There is a comprehensive review article in this month's Nature Photonics concerning many of the technological capabilities and recent advancements of multiphoton microscopy (MPM). The article details many recent advances in MPM engineering for achieving faster image acquistion, increased signal-to-noise ratios, and deeper imaging capabilities.

These advances are impressive and lead me to believe that MPM has become a rather mature technology. I'm curious to know to what extent biologists have used MPM to solve problems in their research since the review article is somewhat lacking in references that come from journals outside of physics and optics.

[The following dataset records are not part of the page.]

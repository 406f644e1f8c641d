// Game state: the cell grid, round bookkeeping, and message dispatch.

pub mod cell;
pub mod round;
pub mod state;
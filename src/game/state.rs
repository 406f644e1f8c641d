// Message dispatch and the per-variant state store.
//
// `GameStore` holds one `GameState` per dashboard view. Untagged frames
// (`init`, `update`, `predictions`, ...) apply to the view that owns the
// connection they arrived on; `snapshot` frames carry per-variant payloads
// and route to the named variant regardless of the active view.

use tracing::{debug, warn};

use crate::annotations::{AnnotationHealth, AnnotationState};
use crate::protocol::{RoundId, RoundStatus, ServerMessage, ViewId};

use super::cell::{Cell, CellGrid};
use super::round::RoundState;
use std::collections::BTreeMap;

// ---------------------------------------------------------------------------
// GameState
// ---------------------------------------------------------------------------

/// Complete game state for one view variant.
#[derive(Debug, Clone, PartialEq)]
pub struct GameState {
    pub view: ViewId,
    pub grid: CellGrid,
    pub round: RoundState,
}

impl GameState {
    pub fn new(view: ViewId) -> Self {
        GameState {
            view,
            grid: CellGrid::new(),
            round: RoundState::default(),
        }
    }
}

// ---------------------------------------------------------------------------
// Dispatch
// ---------------------------------------------------------------------------

/// What a processed frame asks of the orchestrator.
#[derive(Debug, Clone, Copy, PartialEq, Eq)]
pub enum FrameOutcome {
    /// State was mutated (or the frame was a benign no-op).
    Applied,
    /// State was mutated and the annotation fetch should be re-triggered
    /// (a new prediction round has started).
    RefreshAnnotations,
    /// The frame was malformed or of an unknown type and was discarded.
    Discarded,
}

/// All per-variant game states, keyed by [`ViewId`].
#[derive(Debug, Clone, PartialEq)]
pub struct GameStore {
    states: Vec<GameState>,
}

impl Default for GameStore {
    fn default() -> Self {
        GameStore {
            states: ViewId::ALL.iter().map(|&v| GameState::new(v)).collect(),
        }
    }
}

impl GameStore {
    pub fn new() -> Self {
        Self::default()
    }

    pub fn state(&self, view: ViewId) -> &GameState {
        &self.states[view.index()]
    }

    pub fn state_mut(&mut self, view: ViewId) -> &mut GameState {
        &mut self.states[view.index()]
    }

    /// Parse and dispatch one raw text frame that arrived on `view`'s
    /// connection. Malformed JSON and unknown message types are logged and
    /// discarded; they never mutate state and never propagate an error.
    pub fn apply_frame(&mut self, view: ViewId, raw: &str) -> FrameOutcome {
        let value: serde_json::Value = match serde_json::from_str(raw) {
            Ok(value) => value,
            Err(err) => {
                warn!(%err, "invalid JSON frame, discarding");
                return FrameOutcome::Discarded;
            }
        };
        let msg: ServerMessage = match serde_json::from_value(value.clone()) {
            Ok(msg) => msg,
            Err(err) => {
                let msg_type = value
                    .get("type")
                    .and_then(|t| t.as_str())
                    .unwrap_or("<missing>");
                warn!(msg_type, %err, "unhandled or malformed frame, discarding");
                return FrameOutcome::Discarded;
            }
        };
        self.apply_message(view, msg)
    }

    /// Dispatch an already-parsed message.
    pub fn apply_message(&mut self, view: ViewId, msg: ServerMessage) -> FrameOutcome {
        match msg {
            ServerMessage::Init { cells } => {
                debug!(view = view.label(), cells = cells.len(), "applying init");
                self.state_mut(view).grid.apply_init(&cells);
                FrameOutcome::Applied
            }
            ServerMessage::Update { cell } => {
                self.state_mut(view).grid.apply_update(&cell);
                FrameOutcome::Applied
            }
            ServerMessage::Predictions {
                preds,
                round,
                status,
            } => {
                debug!(view = view.label(), ?preds, "applying predictions");
                self.state_mut(view)
                    .round
                    .apply_predictions(&preds, round, status);
                FrameOutcome::RefreshAnnotations
            }
            ServerMessage::Winning {
                preds,
                status,
                total_win,
                total_round,
                lost_in_arrow,
            } => {
                self.state_mut(view).round.apply_winning(
                    &preds,
                    status,
                    total_win,
                    total_round,
                    lost_in_arrow,
                );
                FrameOutcome::Applied
            }
            ServerMessage::Waiting { status } => {
                self.state_mut(view).round.apply_waiting(status);
                FrameOutcome::Applied
            }
            ServerMessage::Snapshot {
                classic_snapshot,
                ore_snapshot,
                orb_snapshot,
            } => {
                let payloads = [
                    (ViewId::Classic, classic_snapshot),
                    (ViewId::Ore, ore_snapshot),
                    (ViewId::Orb, orb_snapshot),
                ];
                for (target, payload) in payloads {
                    if let Some(snap) = payload {
                        debug!(view = target.label(), "applying snapshot");
                        self.state_mut(target).round.apply_snapshot(&snap);
                    }
                }
                FrameOutcome::Applied
            }
            ServerMessage::WinInRow { list_in_row } => {
                self.state_mut(view).round.apply_histogram(true, &list_in_row);
                FrameOutcome::Applied
            }
            ServerMessage::LostInRow { list_in_row } => {
                self.state_mut(view)
                    .round
                    .apply_histogram(false, &list_in_row);
                FrameOutcome::Applied
            }
        }
    }
}

// ---------------------------------------------------------------------------
// Derived state
// ---------------------------------------------------------------------------

/// How a cell should be rendered given the round phase.
#[derive(Debug, Clone, Copy, PartialEq, Eq)]
pub enum CellEmphasis {
    /// Full visibility, no highlight.
    Normal,
    /// Highlighted as the winning cell (terminal status only).
    Winning,
    /// De-emphasized: a round is in flight and this cell is not a winner.
    Dimmed,
}

/// Derive the render emphasis for one cell.
///
/// While the round is `waiting` or `init` every cell renders at full
/// visibility. Only a terminal status (`done`) highlights the winning
/// cell. While a round is in flight every cell is dimmed; any winning
/// index still in the store belongs to the previous round and gets no
/// highlight.
pub fn cell_emphasis(status: RoundStatus, is_winning: bool) -> CellEmphasis {
    match status {
        RoundStatus::Init | RoundStatus::Waiting => CellEmphasis::Normal,
        RoundStatus::Done => {
            if is_winning {
                CellEmphasis::Winning
            } else {
                CellEmphasis::Normal
            }
        }
        RoundStatus::Predictions => CellEmphasis::Dimmed,
    }
}

/// Correctness verdict for the banner: `Some(true)` for a correct
/// prediction, `Some(false)` for incorrect, `None` while the round has not
/// reached a terminal status.
pub fn banner_verdict(status: RoundStatus, preds: &[usize], winning: &[usize]) -> Option<bool> {
    if !status.is_terminal() {
        return None;
    }
    Some(winning.iter().any(|w| preds.contains(w)))
}

// ---------------------------------------------------------------------------
// View snapshot
// ---------------------------------------------------------------------------

/// One cell prepared for rendering: raw state plus derived flags.
#[derive(Debug, Clone, PartialEq)]
pub struct CellView {
    pub cell: Cell,
    pub predicted: bool,
    pub winning: bool,
    pub emphasis: CellEmphasis,
}

/// Everything the TUI needs to draw one view, captured in a single
/// message. Built by the orchestrator after each state mutation.
#[derive(Debug, Clone, PartialEq)]
pub struct ViewSnapshot {
    pub view: ViewId,
    pub cells: Vec<CellView>,
    pub status: RoundStatus,
    pub round: RoundId,
    pub preds: Vec<usize>,
    pub winning: Vec<usize>,
    pub totals: super::round::Totals,
    pub win_histogram: BTreeMap<u32, u32>,
    pub loss_histogram: BTreeMap<u32, u32>,
    /// Correctness banner verdict; `None` until the round is terminal.
    pub verdict: Option<bool>,
    pub annotations: AnnotationHealth,
}

impl GameState {
    /// Build the render snapshot, merging per-tile percentage annotations
    /// positionally when available.
    pub fn snapshot(&self, annotations: &AnnotationState) -> ViewSnapshot {
        let percentages = annotations.percentages();
        let cells = self
            .grid
            .cells()
            .iter()
            .map(|cell| {
                let mut cell = cell.clone();
                if let Some(tiles) = percentages {
                    if let Some(&pct) = tiles.get(cell.index) {
                        cell.percentage = pct;
                    }
                }
                let predicted = self.round.preds.contains(&cell.index);
                let winning = self.round.winning.contains(&cell.index);
                CellView {
                    emphasis: cell_emphasis(self.round.status, winning),
                    cell,
                    predicted,
                    winning,
                }
            })
            .collect();

        ViewSnapshot {
            view: self.view,
            cells,
            status: self.round.status,
            round: self.round.round.clone(),
            preds: self.round.preds.clone(),
            winning: self.round.winning.clone(),
            totals: self.round.totals.clone(),
            win_histogram: self.round.win_histogram.clone(),
            loss_histogram: self.round.loss_histogram.clone(),
            verdict: banner_verdict(self.round.status, &self.round.preds, &self.round.winning),
            annotations: annotations.health(),
        }
    }
}

// ---------------------------------------------------------------------------
// Tests
// ---------------------------------------------------------------------------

This is the same problem I encounter again and again in optics. It's very difficult to identify worthwhile work in a research field that primarily develops tools for researchers from other fields to use. I do not blame the optical scientists for this difficulty, though, and here's why. An optical sensing technique is usually not suited for publication in pure biology journals, so they must publish in optics and applied science journals. In this arena, they must argue for their technique relative to other related techniques, not to the suitability of their work for solving biological problems. A sentence in the introduction and conclusion of an article is usually sufficient for reviewers to acknowledge the technique's worth towards a biological problem of interest.

Tuesday, February 5, 2013

Horse Pens 40: My favorite bouldering location

I returned Monday morning from a three day trip up to Chattanooga, Tennessee for a bouldering trip to LRC, a.k.a. Stonefort. Unfortunately, we got only one good day in before a large amount of snow fell on the site and made travel up and down the mountain a bit dangerous. So, we packed up and drove to Horse Pens 40, a natural boulder field atop Chandler Mountain in northeast Alabama.

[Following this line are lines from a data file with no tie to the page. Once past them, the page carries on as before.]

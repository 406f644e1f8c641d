// The 5x5 prediction grid.
//
// Each cell shows its label, activity count, and annotation percentage.
// Border color encodes selection state; the round phase controls dimming
// (see the derived-state rules in the game module).

use ratatui::layout::Rect;
use ratatui::style::{Color, Modifier, Style};
use ratatui::text::Line;
use ratatui::widgets::{Block, Borders, Paragraph};
use ratatui::Frame;

use crate::game::cell::CELL_COUNT;
use crate::game::state::{CellEmphasis, CellView};
use crate::tui::layout::grid_cells;
use crate::tui::ViewState;

/// Annotation percentage above which a tile counts as "hot": the uniform
/// chance of one tile out of 25.
pub const HOT_PERCENTAGE: f64 = 100.0 / CELL_COUNT as f64;

/// Render the grid into the given area.
pub fn render(frame: &mut Frame, area: Rect, state: &ViewState) {
    let Some(snapshot) = &state.snapshot else {
        let placeholder = Paragraph::new("Waiting for first frame...")
            .block(Block::default().borders(Borders::ALL).title("Grid"));
        frame.render_widget(placeholder, area);
        return;
    };

    let rects = grid_cells(area);
    for (cell_view, rect) in snapshot.cells.iter().zip(rects) {
        render_cell(frame, rect, cell_view, cell_view.cell.index == state.cursor);
    }
}

fn render_cell(frame: &mut Frame, rect: Rect, view: &CellView, is_cursor: bool) {
    let block = Block::default()
        .borders(Borders::ALL)
        .border_style(border_style(view, is_cursor))
        .title(view.cell.label.clone());

    let mut lines = vec![
        Line::styled(format!("{}", view.cell.count), text_style(view)),
        Line::styled(
            format!("%{:.2}", view.cell.percentage),
            percentage_style(view.cell.percentage).patch(dim_patch(view)),
        ),
    ];
    if rect.height > 4 {
        lines.push(Line::styled(view.cell.value.display(), text_style(view)));
    }

    let paragraph = Paragraph::new(lines).block(block);
    frame.render_widget(paragraph, rect);
}

/// Border style for one cell: cursor beats winning beats predicted.
pub fn border_style(view: &CellView, is_cursor: bool) -> Style {
    let mut style = if is_cursor {
        Style::default().fg(Color::Cyan).add_modifier(Modifier::BOLD)
    } else if view.emphasis == CellEmphasis::Winning {
        Style::default()
            .fg(Color::Yellow)
            .add_modifier(Modifier::BOLD)
    } else if view.predicted {
        Style::default().fg(Color::Blue)
    } else {
        Style::default().fg(Color::DarkGray)
    };
    if view.emphasis == CellEmphasis::Dimmed && !is_cursor {
        style = style.add_modifier(Modifier::DIM);
    }
    style
}

/// Text style, carrying the dimming of in-flight rounds.
fn text_style(view: &CellView) -> Style {
    let base = if view.cell.disabled {
        Style::default().fg(Color::DarkGray)
    } else {
        Style::default().fg(Color::White)
    };
    base.patch(dim_patch(view))
}

fn dim_patch(view: &CellView) -> Style {
    if view.emphasis == CellEmphasis::Dimmed {
        Style::default().add_modifier(Modifier::DIM)
    } else {
        Style::default()
    }
}

/// Green for tiles beating the uniform 4% chance, red otherwise.
pub fn percentage_style(percentage: f64) -> Style {
    if percentage > HOT_PERCENTAGE {
        Style::default().fg(Color::Green)
    } else {
        Style::default().fg(Color::Red)
    }
}

// ---------------------------------------------------------------------------
// Tests
// ---------------------------------------------------------------------------
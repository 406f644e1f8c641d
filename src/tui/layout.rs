// Screen layout: panel arrangement and sizing.
//
// Divides the terminal area into fixed zones for the dashboard:
//
// +--------------------------------------------------+
// | Status Bar (1 row)                                |
// +--------------------------------------------------+
// | Correctness Banner (1 row)                        |
// +-------------------------+------------------------+
// | Grid (60%)              | Sidebar (40%)           |
// | 5x5 cell matrix         | +- Summary (50%) ------+|
// |                         | +- Streaks (50%) ------+|
// +-------------------------+------------------------+
// | Help Bar (1 row)                                  |
// +--------------------------------------------------+

use ratatui::layout::{Constraint, Direction, Layout, Rect};

use crate::game::cell::{CELL_COUNT, GRID_SIZE};

/// Resolved screen areas for each dashboard zone.
#[derive(Debug, Clone)]
pub struct AppLayout {
    /// Top row: connection indicator, view tabs, round number.
    pub status_bar: Rect,
    /// Correct/incorrect verdict once a round finishes.
    pub banner: Rect,
    /// The 5x5 prediction grid.
    pub grid: Rect,
    /// Sidebar top: totals, win rate, current streaks.
    pub summary: Rect,
    /// Sidebar bottom: historical streak histograms.
    pub streaks: Rect,
    /// Bottom row: keyboard shortcut hints.
    pub help_bar: Rect,
}

/// Build the dashboard layout from the available terminal area.
pub fn build_layout(area: Rect) -> AppLayout {
    let vertical = Layout::default()
        .direction(Direction::Vertical)
        .constraints([
            Constraint::Length(1), // status bar
            Constraint::Length(1), // banner
            Constraint::Min(10),   // middle (grid + sidebar)
            Constraint::Length(1), // help bar
        ])
        .split(area);

    let status_bar = vertical[0];
    let banner = vertical[1];
    let middle = vertical[2];
    let help_bar = vertical[3];

    let horizontal = Layout::default()
        .direction(Direction::Horizontal)
        .constraints([Constraint::Percentage(60), Constraint::Percentage(40)])
        .split(middle);

    let grid = horizontal[0];
    let sidebar = horizontal[1];

    let sidebar_sections = Layout::default()
        .direction(Direction::Vertical)
        .constraints([Constraint::Percentage(50), Constraint::Percentage(50)])
        .split(sidebar);

    AppLayout {
        status_bar,
        banner,
        grid,
        summary: sidebar_sections[0],
        streaks: sidebar_sections[1],
        help_bar,
    }
}

/// Split the grid zone into 25 equal cell rectangles, row-major so the
/// result indexes match cell indices.
pub fn grid_cells(area: Rect) -> Vec<Rect> {
    let row_constraints = vec![Constraint::Ratio(1, GRID_SIZE as u32); GRID_SIZE];
    let rows = Layout::default()
        .direction(Direction::Vertical)
        .constraints(row_constraints)
        .split(area);

    let mut cells = Vec::with_capacity(CELL_COUNT);
    for row in rows.iter() {
        let col_constraints = vec![Constraint::Ratio(1, GRID_SIZE as u32); GRID_SIZE];
        let cols = Layout::default()
            .direction(Direction::Horizontal)
            .constraints(col_constraints)
            .split(*row);
        cells.extend(cols.iter().copied());
    }
    cells
}

// ---------------------------------------------------------------------------
// Tests
// ---------------------------------------------------------------------------

#[cfg(test)]
mod tests {
    use super::*;

    fn test_area() -> Rect {
        Rect::new(0, 0, 160, 50)
    }

    #[test]
    fn layout_all_rects_nonzero() {
        let layout = build_layout(test_area());
        let rects = [
            ("status_bar", layout.status_bar),
            ("banner", layout.banner),
            ("grid", layout.grid),
            ("summary", layout.summary),
            ("streaks", layout.streaks),
            ("help_bar", layout.help_bar),
        ];
        for (name, rect) in &rects {
            assert!(
                rect.width > 0 && rect.height > 0,
                "{name} has zero area: {rect:?}"
            );
        }
    }

    #[test]
    fn layout_bars_are_single_rows() {
        let layout = build_layout(test_area());
        assert_eq!(layout.status_bar.height, 1);
        assert_eq!(layout.banner.height, 1);
        assert_eq!(layout.help_bar.height, 1);
    }

    #[test]
    fn layout_grid_wider_than_sidebar() {
        let layout = build_layout(test_area());
        assert!(layout.grid.width > layout.summary.width);
    }

    #[test]
    fn layout_sidebar_sections_stack_vertically() {
        let layout = build_layout(test_area());
        assert!(layout.summary.y < layout.streaks.y);
        assert_eq!(layout.summary.width, layout.streaks.width);
    }

    #[test]
    fn grid_cells_count_and_order() {
        let layout = build_layout(test_area());
        let cells = grid_cells(layout.grid);
        assert_eq!(cells.len(), CELL_COUNT);
        // Row-major: cell 5 starts a new row below cell 0.
        assert_eq!(cells[0].y, cells[4].y);
        assert!(cells[5].y > cells[0].y);
        assert_eq!(cells[0].x, cells[5].x);
    }

    #[test]
    fn grid_cells_fit_within_area() {
        let layout = build_layout(test_area());
        for rect in grid_cells(layout.grid) {
            assert!(rect.x + rect.width <= layout.grid.x + layout.grid.width);
            assert!(rect.y + rect.height <= layout.grid.y + layout.grid.height);
        }
    }

    #[test]
    fn layout_small_terminal_still_valid() {
        let area = Rect::new(0, 0, 40, 16);
        let layout = build_layout(area);
        for rect in [layout.status_bar, layout.grid, layout.help_bar] {
            assert!(rect.width > 0 && rect.height > 0);
        }
    }
}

I love HP40, and not just for the climbing. It has a rich human and natural history. HP40 has been inhabited by humans for about 15,000 years. The sandstone rock formations have served  as natural horse corrals and Native American burial sites, among other things. This rock is full of huecos (climber lingo for holes or pockets) and many large slopers (more climber lingo for big, rounded features). Much of the rock has been shaped by water grooves, where water running off the top of a boulder has etched shallow grooves into it. This rock is tough and harsh on the hands. I found it rougher than LRC's boulders.

The setting of HP40 is also very scenic, being located in the woods atop the mountain. I'm not sure what the dominant tree here is, but I did notice many shells that looked similar to the hickory nuts we have back home in Ohio. I also noticed many seed-bearing structures that were spherical in shape with a diameter roughly larger than a quarter. These structures had already released their seeds (the date was early February), which I presume covered the surface of this sphere.

The outstanding science question of this trip is: why is rock "stickier" when it's cold? By sticky, I mean that a climber's hands and shoes are less likely to slip.